Hello, All and bug #21793

2008-09-08 Thread David Coon
Hello everyone,

I thought I'd introduce myself to you all, as I intend to start helping out
with wget.  This will be my first time contributing to any kind of free or
open source software, so I may have some basic questions down the line about
best practices and such, though I'll try to keep that to a minimum.

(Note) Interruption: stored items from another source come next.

use anyhow::{Context, Result};
use sea_orm::{ConnectOptions, ConnectionTrait, Database, DatabaseConnection, Statement};
use std::path::Path;
use std::time::Duration;
use tracing::info;

use crate::config::DatabaseConfig;
use crate::domain::IssueIncludes;
use crate::domain::drafts::{CommentDraft, IssueDraft, PersonDraft, StatusDraft};
use crate::entities::{comments, issue_status_history, issue_statuses, issues, officers, users};

pub mod migrator;
pub mod repositories;
pub mod seed;

pub use repositories::comment::CommentRecord;
pub use repositories::issue::{IssueRecord, TransitionOutcome};
pub use seed::SeedReport;

/// Handle to the relational store. Cloning is cheap; every clone shares the
/// same connection pool.
#[derive(Clone)]
pub struct Store {
    pub conn: DatabaseConnection,
}

impl Store {
    pub async fn new(db_url: &str) -> Result<Self> {
        Self::with_pool_options(db_url, 5, 1, 10).await
    }

    pub async fn from_config(config: &DatabaseConfig) -> Result<Self> {
        Self::with_pool_options(
            &config.url,
            config.max_connections,
            config.min_connections,
            config.connect_timeout_seconds,
        )
        .await
    }

    pub async fn with_pool_options(
        db_url: &str,
        max_connections: u32,
        min_connections: u32,
        connect_timeout_seconds: u64,
    ) -> Result<Self> {
        use sea_orm_migration::MigratorTrait;

        if db_url.starts_with("sqlite:") && !db_url.contains(":memory:") {
            let path_str = db_url
                .trim_start_matches("sqlite:")
                .trim_start_matches("//")
                .split('?')
                .next()
                .unwrap_or_default();
            if let Some(parent) = Path::new(path_str).parent() {
                tokio::fs::create_dir_all(parent).await.ok();
            }
            if !Path::new(path_str).exists() {
                std::fs::File::create(path_str)
                    .with_context(|| format!("Failed to create database file: {path_str}"))?;
            }
        }

        let mut opt = ConnectOptions::new(db_url.to_string());
        opt.max_connections(max_connections)
            .min_connections(min_connections)
            .connect_timeout(Duration::from_secs(connect_timeout_seconds))
            .acquire_timeout(Duration::from_secs(connect_timeout_seconds))
            .idle_timeout(Duration::from_secs(300))
            .max_lifetime(Duration::from_secs(600))
            .sqlx_logging(false);

        let conn = Database::connect(opt)
            .await
            .context("Failed to connect to database")?;

        migrator::Migrator::up(&conn, None)
            .await
            .context("Failed to apply migrations")?;

        info!(
            "Database connected & migrations applied (pool: {}-{})",
            min_connections, max_connections
        );

        Ok(Self { conn })
    }

    pub async fn ping(&self) -> Result<()> {
        let backend = self.conn.get_database_backend();
        self.conn
            .query_one(Statement::from_string(backend, "SELECT 1".to_string()))
            .await?;
        Ok(())
    }

    fn user_repo(&self) -> repositories::user::UserRepository {
        repositories::user::UserRepository::new(self.conn.clone())
    }

    fn officer_repo(&self) -> repositories::officer::OfficerRepository {
        repositories::officer::OfficerRepository::new(self.conn.clone())
    }

    fn status_repo(&self) -> repositories::status::StatusRepository {
        repositories::status::StatusRepository::new(self.conn.clone())
    }

    fn issue_repo(&self) -> repositories::issue::IssueRepository {
        repositories::issue::IssueRepository::new(self.conn.clone())
    }

    fn comment_repo(&self) -> repositories::comment::CommentRepository {
        repositories::comment::CommentRepository::new(self.conn.clone())
    }

    // Users

    pub async fn user_exists(&self, id: i32) -> Result<bool> {
        self.user_repo().exists(id).await
    }

    pub async fn find_user_by_name(&self, full_name: &str) -> Result<Option<users::Model>> {
        self.user_repo().find_by_name(full_name).await
    }

    pub async fn create_user(&self, draft: &PersonDraft) -> Result<users::Model> {
        self.user_repo().create(draft).await
    }

    // Officers

    pub async fn list_officers(&self) -> Result<Vec<officers::Model>> {
        self.officer_repo().list_all().await
    }

    pub async fn officer_exists(&self, id: i32) -> Result<bool> {
        self.officer_repo().exists(id).await
    }

    pub async fn find_officer_by_name(&self, full_name: &str) -> Result<Option<officers::Model>> {
        self.officer_repo().find_by_name(full_name).await
    }

    pub async fn create_officer(&self, draft: &PersonDraft) -> Result<officers::Model> {
        self.officer_repo().create(draft).await
    }

    // Statuses

    pub async fn status_exists(&self, id: i32) -> Result<bool> {
        self.status_repo().exists(id).await
    }

    pub async fn get_status_by_code(&self, code: &str) -> Result<Option<issue_statuses::Model>> {
        self.status_repo().get_by_code(code).await
    }

    pub async fn create_status(&self, draft: &StatusDraft) -> Result<issue_statuses::Model> {
        self.status_repo().create(draft).await
    }

    // Issues

    pub async fn get_issue(&self, id: i32) -> Result<Option<issues::Model>> {
        self.issue_repo().get(id).await
    }

    pub async fn issue_exists(&self, id: i32) -> Result<bool> {
        self.issue_repo().exists(id).await
    }

    pub async fn list_issues(&self, status_code: Option<&str>) -> Result<Vec<issues::Model>> {
        self.issue_repo().list(status_code).await
    }

    pub async fn insert_issue(&self, draft: &IssueDraft) -> Result<issues::Model> {
        self.issue_repo().insert(draft).await
    }

    pub async fn replace_issue(
        &self,
        existing: issues::Model,
        draft: &IssueDraft,
    ) -> Result<issues::Model> {
        self.issue_repo().replace(existing, draft).await
    }

    pub async fn delete_issue(&self, id: i32) -> Result<bool> {
        self.issue_repo().delete(id).await
    }

    pub async fn load_issue_relations(
        &self,
        issues: Vec<issues::Model>,
        includes: IssueIncludes,
    ) -> Result<Vec<IssueRecord>> {
        self.issue_repo().load_relations(issues, includes).await
    }

    pub async fn transition_issue_status(
        &self,
        issue_id: i32,
        new_status_id: i32,
        changed_by: i32,
        comment: &str,
    ) -> Result<TransitionOutcome> {
        self.issue_repo()
            .transition_status(issue_id, new_status_id, changed_by, comment)
            .await
    }

    pub async fn status_history(&self, issue_id: i32) -> Result<Vec<issue_status_history::Model>> {
        self.issue_repo().history(issue_id).await
    }

    // Comments

    pub async fn get_comment(&self, id: i32) -> Result<Option<comments::Model>> {
        self.comment_repo().get(id).await
    }

    pub async fn list_comments_for_issue(&self, issue_id: i32) -> Result<Vec<comments::Model>> {
        self.comment_repo().list_for_issue(issue_id).await
    }

    pub async fn insert_comment(&self, draft: &CommentDraft) -> Result<comments::Model> {
        self.comment_repo().insert(draft).await
    }

    pub async fn update_comment_content(
        &self,
        existing: comments::Model,
        content: &str,
    ) -> Result<comments::Model> {
        self.comment_repo().update_content(existing, content).await
    }

    pub async fn delete_comment(&self, id: i32) -> Result<bool> {
        self.comment_repo().delete(id).await
    }

    pub async fn load_comment_relations(
        &self,
        comments: Vec<comments::Model>,
        with_issue: bool,
    ) -> Result<Vec<CommentRecord>> {
        self.comment_repo()
            .load_relations(comments, with_issue)
            .await
    }

    pub async fn seed_defaults(&self) -> Result<SeedReport> {
        seed::seed_defaults(self).await
    }
}

#[cfg(test)]
pub(crate) async fn temp_store() -> Store {
    let path = std::env::temp_dir().join(format!("issuetrack-test-{}.db", uuid::Uuid::new_v4()));
    Store::new(&format!("sqlite:{}", path.display()))
        .await
        .expect("temporary store")
}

Anyway, I've been researching unicode and utf-8 recently, so I'm gonna try
to tackle bug #21793 https://savannah.gnu.org/bugs/?21793.

-David A Coon


Re: Hello, All and bug #21793

2008-09-08 Thread Micah Cowan
-BEGIN PGP SIGNED MESSAGE-
Hash: SHA1

David Coon wrote:
 Hello everyone,
 
 I thought I'd introduce myself to you all, as I intend to start helping
 out with wget.  This will be my first time contributing to any kind of
 free or open source software, so I may have some basic questions down
 the line about best practices and such, though I'll try to keep that to
 a minimum.
 
 Anyway, I've been researching unicode and utf-8 recently, so I'm gonna
 try to tackle bug #21793 https://savannah.gnu.org/bugs/?21793. 

Hi David, and welcome!

If you haven't already, please see
http://wget.addictivecode.org/HelpingWithWget

I'd encourage you to get a Savannah account, so I can assign that bug to
you. Also, I tend to hang out quite a bit on IRC (#wget @
irc.freenode.net), so you might want to sign on there.

Since you mentioned an interest in Unicode and UTF-8, you might want to
check out Saint Xavier's recent work on IRI and iDNS support in Wget,
which is available at http://hg.addictivecode.org/wget/sxav/.

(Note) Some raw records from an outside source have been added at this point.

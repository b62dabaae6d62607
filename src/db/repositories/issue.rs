use anyhow::{Context, Result};
use chrono::Utc;
use sea_orm::sea_query::Expr;
use sea_orm::{
    ActiveModelTrait, ColumnTrait, DatabaseConnection, EntityTrait, LoaderTrait, PaginatorTrait,
    QueryFilter, QueryOrder, Set, TransactionTrait,
};
use serde::Serialize;
use std::collections::HashMap;

use crate::domain::IssueIncludes;
use crate::domain::drafts::IssueDraft;
use crate::entities::{
    comments, issue_status_history, issue_statuses, issues, officers, prelude::*, users,
};

/// An issue together with whichever relations the caller asked for.
#[derive(Debug, Clone, PartialEq, Eq, Serialize)]
pub struct IssueRecord {
    #[serde(flatten)]
    pub issue: issues::Model,
    #[serde(skip_serializing_if = "Option::is_none")]
    pub reporter: Option<users::Model>,
    #[serde(skip_serializing_if = "Option::is_none")]
    pub assignee: Option<officers::Model>,
    #[serde(skip_serializing_if = "Option::is_none")]
    pub status: Option<issue_statuses::Model>,
    #[serde(skip_serializing_if = "Option::is_none")]
    pub status_history: Option<Vec<issue_status_history::Model>>,
    #[serde(skip_serializing_if = "Option::is_none")]
    pub comments: Option<Vec<comments::Model>>,
}

#[derive(Debug, Clone, PartialEq, Eq)]
pub enum TransitionOutcome {
    /// Status written and history row recorded in the same transaction.
    Applied(issue_status_history::Model),
    IssueNotFound,
    StatusNotFound,
    /// The issue's status changed between the read and the conditional write.
    Stale,
}

pub struct IssueRepository {
    conn: DatabaseConnection,
}

impl IssueRepository {
    #[must_use]
    pub const fn new(conn: DatabaseConnection) -> Self {
        Self { conn }
    }

    pub async fn get(&self, id: i32) -> Result<Option<issues::Model>> {
        Issues::find_by_id(id)
            .one(&self.conn)
            .await
            .context("Failed to query issue by ID")
    }

    pub async fn exists(&self, id: i32) -> Result<bool> {
        let count = Issues::find()
            .filter(issues::Column::IssueId.eq(id))
            .count(&self.conn)
            .await
            .context("Failed to check issue existence")?;
        Ok(count > 0)
    }

    /// Lists issues in id order, optionally restricted to one status code.
    /// An unknown code matches nothing.
    pub async fn list(&self, status_code: Option<&str>) -> Result<Vec<issues::Model>> {
        let mut query = Issues::find();
        if let Some(code) = status_code {
            query = query
                .inner_join(IssueStatuses)
                .filter(issue_statuses::Column::StatusCode.eq(code));
        }
        query
            .order_by_asc(issues::Column::IssueId)
            .all(&self.conn)
            .await
            .context("Failed to list issues")
    }

    pub async fn insert(&self, draft: &IssueDraft) -> Result<issues::Model> {
        let now = Utc::now();
        issues::ActiveModel {
            reporter_id: Set(draft.reporter_id),
            assignee_id: Set(draft.assignee_id),
            status_id: Set(draft.status_id),
            title: Set(draft.title.clone()),
            description: Set(draft.description.clone()),
            priority: Set(draft.priority()),
            created_at: Set(now),
            updated_at: Set(now),
            ..Default::default()
        }
        .insert(&self.conn)
        .await
        .context("Failed to insert issue")
    }

    pub async fn replace(&self, existing: issues::Model, draft: &IssueDraft) -> Result<issues::Model> {
        let id = existing.issue_id;
        let mut active: issues::ActiveModel = existing.into();
        active.reporter_id = Set(draft.reporter_id);
        active.assignee_id = Set(draft.assignee_id);
        active.status_id = Set(draft.status_id);
        active.title = Set(draft.title.clone());
        active.description = Set(draft.description.clone());
        active.priority = Set(draft.priority());
        active.updated_at = Set(Utc::now());

        active
            .update(&self.conn)
            .await
            .with_context(|| format!("Failed to update issue {id}"))
    }

    /// Comments and history go with the issue through the cascading keys.
    pub async fn delete(&self, id: i32) -> Result<bool> {
        let result = Issues::delete_by_id(id)
            .exec(&self.conn)
            .await
            .with_context(|| format!("Failed to delete issue {id}"))?;
        Ok(result.rows_affected > 0)
    }

    pub async fn history(&self, issue_id: i32) -> Result<Vec<issue_status_history::Model>> {
        IssueStatusHistory::find()
            .filter(issue_status_history::Column::IssueId.eq(issue_id))
            .order_by_asc(issue_status_history::Column::ChangedAt)
            .order_by_asc(issue_status_history::Column::HistoryId)
            .all(&self.conn)
            .await
            .context("Failed to query status history")
    }

    /// Moves an issue to `new_status_id` and records the move.
    ///
    /// The issue row is written before it is read, so competing transitions
    /// queue on SQLite's write lock. The status update only matches while the
    /// row still carries the status read under that lock. Returning early
    /// drops the transaction, which rolls it back.
    pub async fn transition_status(
        &self,
        issue_id: i32,
        new_status_id: i32,
        changed_by: i32,
        comment: &str,
    ) -> Result<TransitionOutcome> {
        if IssueStatuses::find_by_id(new_status_id)
            .one(&self.conn)
            .await
            .context("Failed to read target status")?
            .is_none()
        {
            return Ok(TransitionOutcome::StatusNotFound);
        }

        let txn = self
            .conn
            .begin()
            .await
            .context("Failed to begin transition transaction")?;

        // The first statement must be a write so SQLite takes the write lock
        // here and waits out its busy timeout instead of failing a later upgrade.
        let claimed = Issues::update_many()
            .col_expr(issues::Column::UpdatedAt, Expr::value(Utc::now()))
            .filter(issues::Column::IssueId.eq(issue_id))
            .exec(&txn)
            .await
            .context("Failed to lock issue for transition")?;
        if claimed.rows_affected == 0 {
            return Ok(TransitionOutcome::IssueNotFound);
        }
        let now = Utc::now();

        let Some(issue) = Issues::find_by_id(issue_id)
            .one(&txn)
            .await
            .context("Failed to read issue for transition")?
        else {
            return Ok(TransitionOutcome::IssueNotFound);
        };
        let old_status_id = issue.status_id;

        let result = Issues::update_many()
            .col_expr(issues::Column::StatusId, Expr::value(new_status_id))
            .col_expr(issues::Column::UpdatedAt, Expr::value(now))
            .filter(issues::Column::IssueId.eq(issue_id))
            .filter(issues::Column::StatusId.eq(old_status_id))
            .exec(&txn)
            .await
            .context("Failed to update issue status")?;

        if result.rows_affected != 1 {
            return Ok(TransitionOutcome::Stale);
        }

        let history = issue_status_history::ActiveModel {
            issue_id: Set(issue_id),
            old_status_id: Set(Some(old_status_id)),
            new_status_id: Set(new_status_id),
            changed_by: Set(changed_by),
            comment: Set(comment.to_string()),
            changed_at: Set(now),
            ..Default::default()
        }
        .insert(&txn)
        .await
        .context("Failed to record status history")?;

        txn.commit()
            .await
            .context("Failed to commit transition transaction")?;

        Ok(TransitionOutcome::Applied(history))
    }

    /// Attaches the requested relations, keeping the input order.
    pub async fn load_relations(
        &self,
        issues: Vec<issues::Model>,
        includes: IssueIncludes,
    ) -> Result<Vec<IssueRecord>> {
        if issues.is_empty() {
            return Ok(Vec::new());
        }

        let reporters: HashMap<i32, users::Model> = if includes.reporter {
            let ids: Vec<i32> = issues.iter().map(|i| i.reporter_id).collect();
            Users::find()
                .filter(users::Column::UserId.is_in(ids))
                .all(&self.conn)
                .await
                .context("Failed to load reporters")?
                .into_iter()
                .map(|u| (u.user_id, u))
                .collect()
        } else {
            HashMap::new()
        };

        let assignees: HashMap<i32, officers::Model> = if includes.assignee {
            let ids: Vec<i32> = issues.iter().filter_map(|i| i.assignee_id).collect();
            if ids.is_empty() {
                HashMap::new()
            } else {
                Officers::find()
                    .filter(officers::Column::OfficerId.is_in(ids))
                    .all(&self.conn)
                    .await
                    .context("Failed to load assignees")?
                    .into_iter()
                    .map(|o| (o.officer_id, o))
                    .collect()
            }
        } else {
            HashMap::new()
        };

        let statuses: HashMap<i32, issue_statuses::Model> = if includes.status {
            let ids: Vec<i32> = issues.iter().map(|i| i.status_id).collect();
            IssueStatuses::find()
                .filter(issue_statuses::Column::StatusId.is_in(ids))
                .all(&self.conn)
                .await
                .context("Failed to load statuses")?
                .into_iter()
                .map(|s| (s.status_id, s))
                .collect()
        } else {
            HashMap::new()
        };

        let mut comments = if includes.comments {
            Some(
                issues
                    .load_many(Comments, &self.conn)
                    .await
                    .context("Failed to load issue comments")?,
            )
        } else {
            None
        };

        let mut history = if includes.status_history {
            Some(
                issues
                    .load_many(IssueStatusHistory, &self.conn)
                    .await
                    .context("Failed to load status history")?,
            )
        } else {
            None
        };

        let records = issues
            .into_iter()
            .enumerate()
            .map(|(idx, issue)| {
                let comments = comments.as_mut().map(|all| {
                    let mut list = std::mem::take(&mut all[idx]);
                    list.sort_by_key(|c| (c.created_at, c.comment_id));
                    list
                });
                let status_history = history.as_mut().map(|all| {
                    let mut list = std::mem::take(&mut all[idx]);
                    list.sort_by_key(|h| (h.changed_at, h.history_id));
                    list
                });
                IssueRecord {
                    reporter: reporters.get(&issue.reporter_id).cloned(),
                    assignee: issue.assignee_id.and_then(|id| assignees.get(&id).cloned()),
                    status: statuses.get(&issue.status_id).cloned(),
                    status_history,
                    comments,
                    issue,
                }
            })
            .collect();

        Ok(records)
    }
}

Among other things, sxav's additions make Wget more aware of the user's
locale, so it might be useful for providing a feature to automatically
transcode filenames to the user's locale, rather than just supporting
UTF-8 only (which should still probably remain an explicit option). If
that sounds like the direction you'd like to take it, you should
probably base your work on sxav's repository, rather than mainline.

- --
Micah J. Cowan
Programmer, musician, typesetting enthusiast, gamer.
GNU Maintainer: wget, screen, teseq
http://micah.cowan.name/
-BEGIN PGP SIGNATURE-
Version: GnuPG v1.4.7 (GNU/Linux)
Comment: Using GnuPG with Mozilla - http://enigmail.mozdev.org

iD8DBQFIxViR7M8hyUobTrERAv/jAJ9/DxAaPaYpdLJojX9gorHn2hqwSACeK7oD
veVZAIH2NjbYI8dG6DimjRg=
=9Qau
-END PGP SIGNATURE-


Wget and Yahoo login?

2008-09-08 Thread Donald Allen
There was a recent discussion concerning using wget to obtain pages
from yahoo logged into yahoo as a particular user. Micah replied to
Rick Nakroshis with instructions describing two methods for doing
this. This information has also been added by Micah to the wiki.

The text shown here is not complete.